What to produce: In the material below, which lines hold the word "bool"? Pick each one out.

Source material:
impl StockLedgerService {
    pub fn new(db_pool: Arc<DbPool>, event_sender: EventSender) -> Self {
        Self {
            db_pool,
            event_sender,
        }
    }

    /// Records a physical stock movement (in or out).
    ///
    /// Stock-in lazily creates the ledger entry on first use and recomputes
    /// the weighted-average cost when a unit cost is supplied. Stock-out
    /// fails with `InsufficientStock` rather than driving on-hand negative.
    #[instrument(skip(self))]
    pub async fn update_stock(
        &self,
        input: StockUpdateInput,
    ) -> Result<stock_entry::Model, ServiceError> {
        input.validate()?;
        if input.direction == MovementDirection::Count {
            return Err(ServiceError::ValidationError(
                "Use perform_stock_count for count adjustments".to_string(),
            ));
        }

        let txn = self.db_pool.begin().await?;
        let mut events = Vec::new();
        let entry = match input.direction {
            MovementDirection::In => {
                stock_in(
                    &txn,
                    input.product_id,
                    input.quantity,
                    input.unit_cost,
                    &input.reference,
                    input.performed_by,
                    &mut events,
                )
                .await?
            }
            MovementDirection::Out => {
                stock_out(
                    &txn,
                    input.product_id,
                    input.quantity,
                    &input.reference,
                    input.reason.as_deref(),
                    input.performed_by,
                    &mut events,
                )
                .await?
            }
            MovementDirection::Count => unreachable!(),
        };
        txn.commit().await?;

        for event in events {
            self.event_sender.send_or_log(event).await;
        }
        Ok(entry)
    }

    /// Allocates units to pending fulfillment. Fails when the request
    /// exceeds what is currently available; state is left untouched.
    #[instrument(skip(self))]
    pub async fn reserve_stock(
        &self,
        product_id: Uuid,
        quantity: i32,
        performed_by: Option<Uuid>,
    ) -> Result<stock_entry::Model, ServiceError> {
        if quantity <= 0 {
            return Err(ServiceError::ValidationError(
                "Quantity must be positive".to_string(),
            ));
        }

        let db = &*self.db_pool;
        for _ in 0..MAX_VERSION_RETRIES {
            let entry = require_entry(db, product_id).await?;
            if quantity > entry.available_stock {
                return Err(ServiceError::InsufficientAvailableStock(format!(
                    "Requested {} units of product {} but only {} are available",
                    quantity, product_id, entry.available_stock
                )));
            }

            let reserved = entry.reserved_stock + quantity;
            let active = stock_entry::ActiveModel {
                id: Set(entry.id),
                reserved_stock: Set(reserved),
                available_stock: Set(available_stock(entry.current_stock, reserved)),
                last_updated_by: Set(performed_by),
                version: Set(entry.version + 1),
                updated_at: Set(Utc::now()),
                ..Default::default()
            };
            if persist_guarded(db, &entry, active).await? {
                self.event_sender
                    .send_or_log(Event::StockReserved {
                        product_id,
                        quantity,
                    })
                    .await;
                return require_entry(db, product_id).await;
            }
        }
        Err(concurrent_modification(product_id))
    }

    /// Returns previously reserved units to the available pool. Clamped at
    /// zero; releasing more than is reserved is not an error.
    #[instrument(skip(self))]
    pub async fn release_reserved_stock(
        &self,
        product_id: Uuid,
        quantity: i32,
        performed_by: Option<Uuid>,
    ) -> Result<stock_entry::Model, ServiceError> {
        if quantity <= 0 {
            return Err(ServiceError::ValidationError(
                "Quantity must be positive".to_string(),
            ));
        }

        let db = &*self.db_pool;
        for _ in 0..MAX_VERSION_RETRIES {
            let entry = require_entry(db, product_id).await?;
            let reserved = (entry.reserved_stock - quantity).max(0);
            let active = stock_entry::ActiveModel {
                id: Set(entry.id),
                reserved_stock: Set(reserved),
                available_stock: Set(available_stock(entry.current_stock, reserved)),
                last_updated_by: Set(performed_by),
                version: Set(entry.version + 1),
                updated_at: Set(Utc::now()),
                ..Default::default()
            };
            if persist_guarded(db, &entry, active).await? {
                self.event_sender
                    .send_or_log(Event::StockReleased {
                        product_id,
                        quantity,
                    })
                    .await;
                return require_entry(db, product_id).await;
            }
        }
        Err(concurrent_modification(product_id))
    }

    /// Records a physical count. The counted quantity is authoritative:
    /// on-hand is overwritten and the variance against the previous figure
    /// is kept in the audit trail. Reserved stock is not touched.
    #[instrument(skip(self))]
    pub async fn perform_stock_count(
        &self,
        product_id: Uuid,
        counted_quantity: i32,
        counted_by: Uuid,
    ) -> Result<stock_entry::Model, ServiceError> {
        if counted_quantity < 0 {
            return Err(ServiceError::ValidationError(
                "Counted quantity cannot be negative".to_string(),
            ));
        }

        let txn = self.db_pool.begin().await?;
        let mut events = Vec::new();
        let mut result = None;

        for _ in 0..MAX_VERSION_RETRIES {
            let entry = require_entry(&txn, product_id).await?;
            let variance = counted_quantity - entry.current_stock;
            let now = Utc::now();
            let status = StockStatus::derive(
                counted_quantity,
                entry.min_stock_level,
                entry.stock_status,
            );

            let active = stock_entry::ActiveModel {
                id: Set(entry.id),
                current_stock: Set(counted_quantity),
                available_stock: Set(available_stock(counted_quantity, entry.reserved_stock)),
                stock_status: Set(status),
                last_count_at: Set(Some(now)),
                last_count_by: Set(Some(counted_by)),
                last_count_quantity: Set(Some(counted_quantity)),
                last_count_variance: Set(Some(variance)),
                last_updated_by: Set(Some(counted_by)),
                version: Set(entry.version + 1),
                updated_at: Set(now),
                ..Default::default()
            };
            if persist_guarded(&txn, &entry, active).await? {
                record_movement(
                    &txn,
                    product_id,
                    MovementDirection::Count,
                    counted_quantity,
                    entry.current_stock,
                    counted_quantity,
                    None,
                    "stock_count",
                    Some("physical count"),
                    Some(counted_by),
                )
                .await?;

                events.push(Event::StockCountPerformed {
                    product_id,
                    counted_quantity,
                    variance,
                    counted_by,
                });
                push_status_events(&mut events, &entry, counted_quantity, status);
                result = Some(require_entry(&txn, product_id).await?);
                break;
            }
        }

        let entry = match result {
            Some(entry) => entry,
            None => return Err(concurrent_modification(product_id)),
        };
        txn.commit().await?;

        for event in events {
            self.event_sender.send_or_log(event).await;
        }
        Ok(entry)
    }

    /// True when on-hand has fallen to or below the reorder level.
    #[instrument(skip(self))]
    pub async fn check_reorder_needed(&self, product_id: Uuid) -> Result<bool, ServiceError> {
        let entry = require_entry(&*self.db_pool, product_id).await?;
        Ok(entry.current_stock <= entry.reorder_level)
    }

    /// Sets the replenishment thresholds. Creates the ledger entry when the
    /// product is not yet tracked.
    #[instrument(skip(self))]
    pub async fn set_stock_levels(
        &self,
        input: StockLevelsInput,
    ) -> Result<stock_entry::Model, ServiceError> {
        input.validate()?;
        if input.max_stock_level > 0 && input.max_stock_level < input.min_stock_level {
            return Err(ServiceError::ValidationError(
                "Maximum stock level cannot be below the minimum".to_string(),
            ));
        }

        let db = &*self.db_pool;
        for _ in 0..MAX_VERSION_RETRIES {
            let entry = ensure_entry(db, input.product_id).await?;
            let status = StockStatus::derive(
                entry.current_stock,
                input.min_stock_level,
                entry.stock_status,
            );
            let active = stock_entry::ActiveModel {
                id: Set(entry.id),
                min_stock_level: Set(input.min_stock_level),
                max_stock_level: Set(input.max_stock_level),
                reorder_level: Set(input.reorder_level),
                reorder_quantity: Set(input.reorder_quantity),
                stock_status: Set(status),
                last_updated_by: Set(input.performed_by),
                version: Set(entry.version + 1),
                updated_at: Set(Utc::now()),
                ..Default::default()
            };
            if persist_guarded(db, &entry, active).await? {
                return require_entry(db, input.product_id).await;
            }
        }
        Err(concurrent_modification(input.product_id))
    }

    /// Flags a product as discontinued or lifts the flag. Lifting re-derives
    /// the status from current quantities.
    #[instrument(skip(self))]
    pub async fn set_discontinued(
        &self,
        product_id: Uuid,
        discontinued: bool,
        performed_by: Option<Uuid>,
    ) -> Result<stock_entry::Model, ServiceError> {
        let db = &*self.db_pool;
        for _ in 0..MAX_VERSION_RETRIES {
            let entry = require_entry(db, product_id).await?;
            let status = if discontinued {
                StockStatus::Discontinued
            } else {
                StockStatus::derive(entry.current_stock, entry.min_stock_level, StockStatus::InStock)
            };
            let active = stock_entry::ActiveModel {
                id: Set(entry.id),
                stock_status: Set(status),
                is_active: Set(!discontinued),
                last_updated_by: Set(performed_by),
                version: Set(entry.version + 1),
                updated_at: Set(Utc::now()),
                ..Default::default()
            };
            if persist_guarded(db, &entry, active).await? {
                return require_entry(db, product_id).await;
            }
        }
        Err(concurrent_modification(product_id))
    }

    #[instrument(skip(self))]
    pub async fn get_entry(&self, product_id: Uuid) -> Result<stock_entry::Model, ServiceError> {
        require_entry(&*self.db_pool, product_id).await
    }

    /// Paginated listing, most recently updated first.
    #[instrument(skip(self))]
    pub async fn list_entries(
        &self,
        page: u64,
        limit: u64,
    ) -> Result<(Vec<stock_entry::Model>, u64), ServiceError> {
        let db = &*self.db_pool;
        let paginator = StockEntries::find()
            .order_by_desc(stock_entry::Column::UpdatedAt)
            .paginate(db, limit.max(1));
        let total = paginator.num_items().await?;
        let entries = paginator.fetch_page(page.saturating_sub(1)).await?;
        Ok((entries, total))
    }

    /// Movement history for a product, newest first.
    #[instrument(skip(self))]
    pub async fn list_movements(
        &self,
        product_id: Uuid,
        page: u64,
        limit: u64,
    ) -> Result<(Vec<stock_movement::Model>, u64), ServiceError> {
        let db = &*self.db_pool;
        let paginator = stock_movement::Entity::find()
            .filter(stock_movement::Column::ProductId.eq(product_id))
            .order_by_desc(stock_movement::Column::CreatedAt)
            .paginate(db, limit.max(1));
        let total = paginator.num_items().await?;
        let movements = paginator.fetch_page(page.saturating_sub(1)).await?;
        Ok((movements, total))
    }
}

Solution for this exercise:
    pub async fn check_reorder_needed(&self, product_id: Uuid) -> Result<bool, ServiceError> {
        discontinued: bool,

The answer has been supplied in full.